Tornar as pessoas protagonistas da sua própria saúde.

The product mission guiding every decision — not software layered onto administrative processes, but a tool that hands patients genuine agency over their own health.

A point of welcome.
A bridge for lasting relationships.

The app had to feel like the hospital extending genuine care into the patient's daily life — not an administrative interface dressed in brand colours.

That meant plain language over clinical jargon, predictability over ambiguity, and navigation centred on patient tasks rather than internal org charts. Each feature was measured not only by task completion, but by whether it reduced anxiety and built trust over time.

Early check-in

↓ 30% in reception
waiting time.

Patients complete their arrival registration from home, receive a queue token on their phone and track their status in real time. When they walk into the hospital, check-in takes seconds — no forms, no repeated questions, no waiting in a line.

The outcome: over 600 additional monthly appointments absorbed without increasing front-desk load, and a first touchpoint that calms rather than compounds the anxiety of arriving at a hospital.

Digital menu

Nutritionist-designed meals,
chosen by the patient.

For inpatients entitled to hospital meals, the app surfaces a menu curated by nutritionists and tailored to each patient's care plan. Selections and adjustments happen directly in the app — no paper forms, no waiting for a staff member to relay the order.

Having control over what you eat while hospitalised is a small autonomy with an outsized effect. It signals something essential: you are a person here, not a case number.

Tempo —
the component library built for HSL.

A shared token-based system covering typography, colour, spacing and the full component set used across all patient-facing surfaces — built in parallel with the product to keep design and engineering in sync.

Population health

500,000+ lives managed
through a single platform.

The platform expanded to corporate health partnerships — organisations whose employee benefit plans run through HSL, covering hundreds of thousands of managed lives. Digital and hybrid care models, all accessible through the same app patients already knew.

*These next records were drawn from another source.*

//! Per-character frequency sampling.
//!
//! The separator detector works from the first [`SAMPLE_LINES`] lines of the
//! input. Each line feeds two [`FrequencyTable`]s: a raw one and a quote-aware
//! one that ignores everything between quote characters. Tables finalize into
//! [`CharStatistics`], which carry the total occurrences and population
//! variance of every character seen.

use std::collections::HashMap;

use anyhow::Result;
use log::debug;

use crate::source::LineSource;

pub const SAMPLE_LINES: usize = 21;

#[derive(Debug, Clone, Copy, PartialEq)]
pub struct CharStat {
    pub ch: char,
    pub occurrences: u64,
    pub variance: f64,
}

/// Finalized character statistics, in first-seen order.
#[derive(Debug, Clone, Default, PartialEq)]
pub struct CharStatistics {
    pub chars: Vec<CharStat>,
    pub line_count: usize,
}

impl CharStatistics {
    pub fn get(&self, ch: char) -> Option<&CharStat> {
        self.chars.iter().find(|stat| stat.ch == ch)
    }

    pub fn occurrences(&self, ch: char) -> u64 {
        self.get(ch).map_or(0, |stat| stat.occurrences)
    }
}

#[derive(Debug, Default, Clone, Copy)]
struct Tally {
    occurrences: u64,
    squares: u128,
}

/// Accumulates per-line character counts.
#[derive(Debug, Default)]
pub struct FrequencyTable {
    order: Vec<char>,
    tallies: HashMap<char, Tally>,
    lines: usize,
    scratch: HashMap<char, u64>,
}

impl FrequencyTable {
    pub fn new() -> Self {
        Self::default()
    }

    pub fn ingest_line(&mut self, line: &str) {
        self.scratch.clear();
        for ch in line.chars() {
            *self.scratch.entry(ch).or_insert(0) += 1;
        }
        self.commit_scratch(line);
    }

    /// Count only characters outside quotes. The quote state starts closed; a
    /// line that ends inside a quote is ignored entirely. Returns whether the
    /// line was counted.
    pub fn ingest_line_quoted(&mut self, line: &str, quote: char) -> bool {
        self.scratch.clear();
        let mut quoted = false;
        for ch in line.chars() {
            if ch == quote {
                quoted = !quoted;
            } else if !quoted {
                *self.scratch.entry(ch).or_insert(0) += 1;
            }
        }
        if quoted {
            self.scratch.clear();
            return false;
        }
        self.commit_scratch(line);
        true
    }

    fn commit_scratch(&mut self, line: &str) {
        // Walk the line again so new characters are registered in first-seen order.
        for ch in line.chars() {
            if let Some(count) = self.scratch.remove(&ch) {
                let tally = self.tallies.entry(ch).or_insert_with(|| {
                    self.order.push(ch);
                    Tally::default()
                });
                tally.occurrences += count;
                tally.squares += u128::from(count) * u128::from(count);
            }
        }
        self.lines += 1;
    }

    pub fn line_count(&self) -> usize {
        self.lines
    }

    pub fn finalize(self) -> CharStatistics {
        let n = self.lines as u128;
        let chars = self
            .order
            .iter()
            .map(|ch| {
                let tally = self.tallies[ch];
                CharStat {
                    ch: *ch,
                    occurrences: tally.occurrences,
                    variance: population_variance(n, tally.occurrences, tally.squares),
                }
            })
            .collect();
        CharStatistics {
            chars,
            line_count: self.lines,
        }
    }
}

/// `(n·Σf² − (Σf)²) / n²`, evaluated in integers so a constant count yields exactly 0.
fn population_variance(n: u128, sum: u64, squares: u128) -> f64 {
    if n == 0 {
        return 0.0;
    }
    let sum = u128::from(sum);
    let numerator = (n * squares).saturating_sub(sum * sum);
    if numerator == 0 {
        return 0.0;
    }
    numerator as f64 / (n * n) as f64
}

/// The sampled head of an input.
#[derive(Debug, Clone, Default)]
pub struct Sample {
    pub raw: CharStatistics,
    pub quoted: CharStatistics,
    pub lines: Vec<String>,
}

impl Sample {
    pub fn line_count(&self) -> usize {
        self.lines.len()
    }

    /// True when every sampled line has the same character length.
    pub fn line_lengths_uniform(&self) -> bool {
        let mut lengths = self.lines.iter().map(|line| line.chars().count());
        match lengths.next() {
            Some(first) => lengths.all(|len| len == first),
            None => true,
        }
    }
}

/// Read up to [`SAMPLE_LINES`] lines from a fresh reader and tabulate them.
pub fn sample(source: &dyn LineSource, quote: Option<char>) -> Result<Sample> {
    let mut raw = FrequencyTable::new();
    let mut quoted = FrequencyTable::new();
    let mut lines = Vec::with_capacity(SAMPLE_LINES);
    let mut reader = source.open()?;
    while lines.len() < SAMPLE_LINES {
        let Some(line) = reader.next_line()? else {
            break;
        };
        raw.ingest_line(&line);
        if let Some(quote) = quote {
            quoted.ingest_line_quoted(&line, quote);
        }
        lines.push(line);
    }
    debug!(
        "Sampled {} line(s) from {} ({} quote-aware)",
        lines.len(),
        source.describe(),
        quoted.line_count()
    );
    Ok(Sample {
        raw: raw.finalize(),
        quoted: quoted.finalize(),
        lines,
    })
}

Delivered in approximately three months. The architecture was already in place; what changed was the scale of the audience it could serve.

/ 01

Calm is a design decision.

Hospitals are already high-anxiety environments. Every interaction we removed — a form field, a queue line, an ambiguous status message — reduced cognitive load at exactly the moment patients could least afford to spend it. Friction is never neutral in healthcare.

/ 02

A design system is a trust infrastructure.

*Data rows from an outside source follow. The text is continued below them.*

use std::path::PathBuf;

use clap::{Args, Parser, Subcommand, ValueEnum};

#[derive(Debug, Parser)]
#[command(
    author,
    version,
    about = "Infer the layout, header and column types of tabular text files",
    long_about = None
)]
pub struct Cli {
    #[command(subcommand)]
    pub command: Commands,
}

#[derive(Debug, Subcommand)]
pub enum Commands {
    /// Detect separator or fixed widths, header row and column datatypes
    Infer(InferArgs),
    /// Print a statistical report for every column
    Analyze(AnalyzeArgs),
    /// Count unique value combinations across selected columns
    Unique(UniqueArgs),
}

/// Options shared by every command that may need to infer a schema.
#[derive(Debug, Args, Clone, Default)]
pub struct InferenceOptions {
    /// YAML file with inference settings
    #[arg(long = "config")]
    pub config: Option<PathBuf>,
    /// Column separator, skipping detection (supports ',', 'tab', ';', '|')
    #[arg(long, value_parser = parse_delimiter, conflicts_with = "widths")]
    pub separator: Option<char>,
    /// Comma-separated fixed column widths, skipping detection
    #[arg(long, value_delimiter = ',')]
    pub widths: Option<Vec<usize>>,
    /// Whether the first row holds column names, skipping header detection
    #[arg(long)]
    pub header: Option<bool>,
    /// Character encoding of the input file (defaults to utf-8)
    #[arg(long = "input-encoding")]
    pub input_encoding: Option<String>,
}

#[derive(Debug, Args)]
pub struct InferArgs {
    /// Input file to inspect ('-' reads stdin)
    #[arg(short = 'i', long = "input")]
    pub input: PathBuf,
    /// Destination schema YAML file
    #[arg(short = 'o', long = "output")]
    pub output: Option<PathBuf>,
    #[command(flatten)]
    pub options: InferenceOptions,
}

#[derive(Debug, Args)]
pub struct AnalyzeArgs {
    /// Input file to analyze ('-' reads stdin)
    #[arg(short = 'i', long = "input")]
    pub input: PathBuf,
    /// Existing schema file; inferred when omitted
    #[arg(long)]
    pub schema: Option<PathBuf>,
    /// Write the report to this file instead of stdout
    #[arg(short = 'o', long = "output")]
    pub output: Option<PathBuf>,
    #[command(flatten)]
    pub options: InferenceOptions,
}

#[derive(Debug, Clone, Copy, ValueEnum, PartialEq, Eq)]
pub enum SortBy {
    Value,
    Count,
}

#[derive(Debug, Args)]
pub struct UniqueArgs {
    /// Input file to scan ('-' reads stdin)
    #[arg(short = 'i', long = "input")]
    pub input: PathBuf,
    /// Columns to combine, by name or 1-based position
    #[arg(short = 'C', long = "columns", value_delimiter = ',', required = true)]
    pub columns: Vec<String>,
    /// Sort the combinations by value or by count
    #[arg(long, value_enum)]
    pub sort: Option<SortBy>,
    /// Sort descending
    #[arg(long, requires = "sort")]
    pub desc: bool,
    /// Existing schema file; inferred when omitted
    #[arg(long)]
    pub schema: Option<PathBuf>,
    /// Output file for the unique counts (stdout if omitted)
    #[arg(short = 'o', long = "output")]
    pub output: Option<PathBuf>,
    /// Also write the schema of the unique counts to this YAML file
    #[arg(long = "output-schema")]
    pub output_schema: Option<PathBuf>,
    #[command(flatten)]
    pub options: InferenceOptions,
}

pub fn parse_delimiter(value: &str) -> Result<char, String> {
    match value {
        "tab" | "\\t" | "\t" => Ok('\t'),
        "comma" | "," => Ok(','),
        "|" | "pipe" => Ok('|'),
        ";" | "semicolon" => Ok(';'),
        "space" => Ok(' '),
        other => {
            let mut chars = other.chars();
            let first = chars
                .next()
                .ok_or_else(|| "Delimiter cannot be empty".to_string())?;
            if chars.next().is_some() {
                return Err("Delimiter must be a single character".to_string());
            }
            Ok(first)
        }
    }
}

#[cfg(test)]
mod tests {
    use super::*;

    #[test]
    fn parse_delimiter_accepts_names() {
        assert_eq!(parse_delimiter("tab"), Ok('\t'));
        assert_eq!(parse_delimiter("semicolon"), Ok(';'));
        assert_eq!(parse_delimiter("#"), Ok('#'));
        assert!(parse_delimiter("ab").is_err());
        assert!(parse_delimiter("").is_err());
    }

    #[test]
    fn unique_args_parse() {
        let cli = Cli::try_parse_from([
            "csv-lint-infer",
            "unique",
            "-i",
            "data.csv",
            "-C",
            "city,2",
            "--sort",
            "count",
            "--desc",
        ])
        .expect("parse");
        let Commands::Unique(args) = cli.command else {
            panic!("expected unique command");
        };
        assert_eq!(args.columns, vec!["city", "2"]);
        assert_eq!(args.sort, Some(SortBy::Count));
        assert!(args.desc);
    }

    #[test]
    fn separator_conflicts_with_widths() {
        let result = Cli::try_parse_from([
            "csv-lint-infer",
            "infer",
            "-i",
            "x",
            "--separator",
            ";",
            "--widths",
            "2,3",
        ]);
        assert!(result.is_err());
    }
}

Building Tempo in parallel with the product meant engineers could ship new surfaces without waiting for design review on every component. The real value wasn't consistency — it was speed without regression. The system paid for itself within the first feature expansion.

/ 03

Staff are users too.

The biggest improvements to the check-in flow came from shadowing reception staff, not from patient interviews. They absorbed the cost of every UX gap. Designing for the person behind the desk changed what we prioritised on the screen in front of the patient.

/ 04

Architecture unlocks scale.

Expanding to 500k corporate lives in three months was only possible because the underlying design and engineering architecture was built to be extended — not rebuilt. The decision to invest in modularity early wasn't obvious when the first user was a single inpatient.